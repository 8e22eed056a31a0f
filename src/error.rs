//! Unified API error handling
//!
//! Provides consistent error responses across all endpoints.

use axum::{
    http::StatusCode,
    response::{IntoResponse, Response},
    Json,
};
use serde::Serialize;
use sqlx::error::ErrorKind;
use thiserror::Error;
use validator::{ValidationErrors, ValidationErrorsKind};

#[derive(Debug, Error)]
pub enum ApiError {
    #[error("Forbidden: {0}")]
    Forbidden(String),

    #[error("Not found: {0}")]
    NotFound(String),

    #[error("Bad request: {0}")]
    BadRequest(String),

    #[error("Validation failed")]
    Validation(serde_json::Value),

    #[error("Conflict: {0}")]
    Conflict(String),

    #[error("Internal server error")]
    Internal(#[from] anyhow::Error),

    #[error("Database error")]
    Database(sqlx::Error),
}

#[derive(Debug, Serialize)]
pub struct ErrorResponse {
    pub code: String,
    pub message: String,
    #[serde(skip_serializing_if = "Option::is_none")]
    pub details: Option<serde_json::Value>,
}

impl ApiError {
    pub fn forbidden(msg: impl Into<String>) -> Self {
        Self::Forbidden(msg.into())
    }

    pub fn not_found(msg: impl Into<String>) -> Self {
        Self::NotFound(msg.into())
    }

    pub fn bad_request(msg: impl Into<String>) -> Self {
        Self::BadRequest(msg.into())
    }

    pub fn conflict(msg: impl Into<String>) -> Self {
        Self::Conflict(msg.into())
    }

    pub fn internal(msg: impl Into<String>) -> Self {
        Self::Internal(anyhow::anyhow!(msg.into()))
    }

    pub fn status_code(&self) -> StatusCode {
        match self {
            Self::Forbidden(_) => StatusCode::FORBIDDEN,
            Self::NotFound(_) => StatusCode::NOT_FOUND,
            Self::BadRequest(_) | Self::Validation(_) => StatusCode::BAD_REQUEST,
            Self::Conflict(_) => StatusCode::CONFLICT,
            Self::Internal(_) | Self::Database(_) => StatusCode::INTERNAL_SERVER_ERROR,
        }
    }

    pub fn error_code(&self) -> &'static str {
        match self {
            Self::Forbidden(_) => "FORBIDDEN",
            Self::NotFound(_) => "NOT_FOUND",
            Self::BadRequest(_) => "BAD_REQUEST",
            Self::Validation(_) => "VALIDATION_ERROR",
            Self::Conflict(_) => "CONFLICT",
            Self::Internal(_) => "INTERNAL_ERROR",
            Self::Database(_) => "DATABASE_ERROR",
        }
    }

    fn public_message(&self) -> String {
        match self {
            Self::Forbidden(msg)
            | Self::NotFound(msg)
            | Self::BadRequest(msg)
            | Self::Conflict(msg) => msg.clone(),
            Self::Validation(_) => "Request validation failed".to_string(),
            // Don't leak internal error details
            Self::Internal(_) | Self::Database(_) => "An internal error occurred".to_string(),
        }
    }
}

impl From<sqlx::Error> for ApiError {
    fn from(err: sqlx::Error) -> Self {
        match &err {
            sqlx::Error::RowNotFound => Self::NotFound("Record not found".to_string()),
            sqlx::Error::Database(db_err) => match db_err.kind() {
                ErrorKind::UniqueViolation => Self::Conflict(format!(
                    "A record with the same unique value already exists{}",
                    db_err
                        .constraint()
                        .map(|c| format!(" ({})", c))
                        .unwrap_or_default()
                )),
                ErrorKind::ForeignKeyViolation => Self::Conflict(
                    "Referenced record is missing or the record is still in use".to_string(),
                ),
                ErrorKind::CheckViolation | ErrorKind::NotNullViolation => {
                    Self::BadRequest(format!("Invalid value: {}", db_err.message()))
                }
                _ => Self::Database(err),
            },
            _ => Self::Database(err),
        }
    }
}

impl From<ValidationErrors> for ApiError {
    fn from(errors: ValidationErrors) -> Self {
        let mut details = serde_json::Map::new();
        collect_validation_errors(&errors, "", &mut details);
        Self::Validation(serde_json::Value::Object(details))
    }
}

/// Flatten nested validation errors into `{ "path.to.field": [messages] }`.
fn collect_validation_errors(
    errors: &ValidationErrors,
    prefix: &str,
    out: &mut serde_json::Map<String, serde_json::Value>,
) {
    for (field, kind) in errors.errors() {
        let path = if prefix.is_empty() {
            field.to_string()
        } else {
            format!("{}.{}", prefix, field)
        };

        match kind {
            ValidationErrorsKind::Field(errs) => {
                let messages: Vec<String> = errs
                    .iter()
                    .map(|e| {
                        e.message
                            .as_ref()
                            .map(|m| m.to_string())
                            .unwrap_or_else(|| format!("invalid value ({})", e.code))
                    })
                    .collect();
                out.insert(path, serde_json::json!(messages));
            }
            ValidationErrorsKind::Struct(inner) => collect_validation_errors(inner, &path, out),
            ValidationErrorsKind::List(items) => {
                for (index, inner) in items {
                    collect_validation_errors(inner, &format!("{}[{}]", path, index), out);
                }
            }
        }
    }
}

impl IntoResponse for ApiError {
    fn into_response(self) -> Response {
        match &self {
            Self::Internal(e) => {
                tracing::error!(error = ?e, "Internal server error");
            }
            Self::Database(e) => {
                tracing::error!(error = ?e, "Database error");
            }
            _ => {
                tracing::warn!(error = %self, "API error");
            }
        }

        let status = self.status_code();
        let body = ErrorResponse {
            code: self.error_code().to_string(),
            message: self.public_message(),
            details: match self {
                Self::Validation(details) => Some(details),
                _ => None,
            },
        };

        (status, Json(body)).into_response()
    }
}

pub type ApiResult<T> = Result<T, ApiError>;

#[cfg(test)]
mod tests {
    use super::*;
    use sqlx::error::DatabaseError;
    use std::borrow::Cow;
    use std::fmt;

    #[derive(Debug)]
    enum FakeKind {
        Unique,
        ForeignKey,
        Check,
        Other,
    }

    #[derive(Debug)]
    struct FakeDbError(FakeKind);

    impl fmt::Display for FakeDbError {
        fn fmt(&self, f: &mut fmt::Formatter<'_>) -> fmt::Result {
            write!(f, "fake database error")
        }
    }

    impl std::error::Error for FakeDbError {}

    impl DatabaseError for FakeDbError {
        fn message(&self) -> &str {
            "fake database error"
        }

        fn constraint(&self) -> Option<&str> {
            Some("suppliers_tenant_code_key")
        }

        fn code(&self) -> Option<Cow<'_, str>> {
            None
        }

        fn as_error(&self) -> &(dyn std::error::Error + Send + Sync + 'static) {
            self
        }

        fn as_error_mut(&mut self) -> &mut (dyn std::error::Error + Send + Sync + 'static) {
            self
        }

        fn into_error(self: Box<Self>) -> Box<dyn std::error::Error + Send + Sync + 'static> {
            self
        }

        fn kind(&self) -> ErrorKind {
            match self.0 {
                FakeKind::Unique => ErrorKind::UniqueViolation,
                FakeKind::ForeignKey => ErrorKind::ForeignKeyViolation,
                FakeKind::Check => ErrorKind::CheckViolation,
                FakeKind::Other => ErrorKind::Other,
            }
        }
    }

    fn db_error(kind: FakeKind) -> ApiError {
        sqlx::Error::Database(Box::new(FakeDbError(kind))).into()
    }

    #[test]
    fn constraint_violations_map_to_client_errors() {
        assert_eq!(db_error(FakeKind::Unique).status_code(), StatusCode::CONFLICT);
        assert_eq!(db_error(FakeKind::ForeignKey).status_code(), StatusCode::CONFLICT);
        assert_eq!(db_error(FakeKind::Check).status_code(), StatusCode::BAD_REQUEST);
        assert_eq!(
            db_error(FakeKind::Other).status_code(),
            StatusCode::INTERNAL_SERVER_ERROR
        );
    }

    #[test]
    fn unique_violation_names_the_constraint() {
        match db_error(FakeKind::Unique) {
            ApiError::Conflict(msg) => assert!(msg.contains("suppliers_tenant_code_key")),
            other => panic!("unexpected error: {other:?}"),
        }
    }

    #[test]
    fn row_not_found_is_a_404() {
        let err: ApiError = sqlx::Error::RowNotFound.into();
        assert_eq!(err.status_code(), StatusCode::NOT_FOUND);
    }

    #[test]
    fn internal_errors_hide_details() {
        let err = ApiError::internal("connection string leaked");
        assert_eq!(err.public_message(), "An internal error occurred");
        assert_eq!(err.error_code(), "INTERNAL_ERROR");
    }

    #[test]
    fn validation_response_is_bad_request() {
        let response =
            ApiError::Validation(serde_json::json!({ "name": ["required"] })).into_response();
        assert_eq!(response.status(), StatusCode::BAD_REQUEST);
    }
}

━━━━━━━━

Check each line above for the word "anyhow" and copy every line that has it.

    Internal(#[from] anyhow::Error),
        Self::Internal(anyhow::anyhow!(msg.into()))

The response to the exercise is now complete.